Aramaic Bible in Plain English
“And who is the woman who has ten quarter shekels and will lose one of them and does not light a lamp and sweep the house and search for it carefully until she finds it?”

GOD'S WORD® Translation
"Suppose a woman has ten coins and loses one. Doesn't she light a lamp, sweep the house, and look for the coin carefully until she finds it?

Jubilee Bible 2000
Or what woman having ten drachmas, if she loses one drachma, does not light a lamp and sweep the house and seek diligently until she finds it?

King James 2000 Bible
Or what woman having ten pieces of silver, if she loses one piece, does not light a lamp, and sweep the house, and seek diligently till she finds it?

American King James Version
Either what woman having ten pieces of silver, if she lose one piece, does not light a candle, and sweep the house, and seek diligently till she find it?

American Standard Version
Or what woman having ten pieces of silver, if she lose one piece, doth not light a lamp, and sweep the house, and seek diligently until she find it?

Douay-Rheims Bible
Or what woman having ten groats; if she lose one groat, doth not light a candle, and sweep the house, and seek diligently until she find it?

Darby Bible Translation
Or, what woman having ten drachmas, if she lose one drachma, does not light a lamp and sweep the house and seek carefully till she find it?

English Revised Version
Or what woman having ten pieces of silver, if she lose one piece, doth not light a lamp, and sweep the house, and seek diligently until she find it?

Webster's Bible Translation
Either what woman having ten pieces of silver, if she loseth one piece, doth not light a candle, and sweep the house, and seek diligently till she findeth it?

Weymouth New Testament
"Or what woman who has ten silver coins, if she loses one of them, does not light a lamp and sweep the house and search carefully till she finds it?

World English Bible
Or what woman, if she had ten drachma coins, if she lost one drachma coin, wouldn't light a lamp, sweep the house, and seek diligently until she found it?

Young's Literal Translation
'Or what woman having ten drachms, if she may lose one drachm, doth not light a lamp, and sweep the house, and seek carefully till that she may find?
Parallel Commentaries
Matthew Henry's Concise Commentary

15:1-10 The parable of the lost sheep is very applicable to the great work of man's redemption.
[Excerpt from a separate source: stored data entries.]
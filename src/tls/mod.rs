//! TLS transport contexts and certificate material.
//!
//! - [`context`]: reuse-or-rebuild cache of client/server transport
//!   contexts; trust-store loading happens at most once per context.
//! - [`cert`]: X.509 certificate builder and self-signed shortcuts.
//!
//! Everything here rides on BoringSSL via the `boring` crate and is gated
//! behind the default-on `tls` cargo feature.

pub mod cert;
pub mod context;

pub use cert::{CertificateBuilder, CertifiedKeyPair};
pub use context::{ServerIdentity, TlsOptions, TlsVersion, TransportContext, TransportContextCache};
The lost sheep represents the sinner as departed from God, and exposed to certain ruin if not brought back to him, yet not desirous to return. Christ is earnest in bringing sinners home. In the parable of the lost piece of silver, that which is lost, is one piece, of small value compared with the rest. Yet the woman seeks diligently till she finds it. This represents the various means and methods God makes use of to bring lost souls home to himself, and the Saviour's joy on their return to him. How careful then should we be that our repentance is unto salvation!

Pulpit Commentary

Verse 8. - Either what woman having' ten pieces of silver, if she lose one piece, doth not light a candle, and sweep the house, and seek diligently till she find it? Another and very homely picture is painted in this parable. This time the chief figure is a woman, a dweller in a poor Syrian village, to whom the loss of a coin of small value out of her little store is a serious matter. In the story of the lost sheep the point of the parable turns upon the suffering and the sin of man, under the image of a lost sheep searched for and restored by the Divine pity. Here, in the second parable-story, the ruined soul is represented as a lost coin, and we learn from it that God positively misses each lost soul, and longs for its restoration to its true sphere and place in the heaven life and work for which it was created. In other words, in the first parable the lost soul is viewed from man's standpoint; in the second, from God's. If, then, a soul be missed, the result will be, not only missing for itself, but something lost for God.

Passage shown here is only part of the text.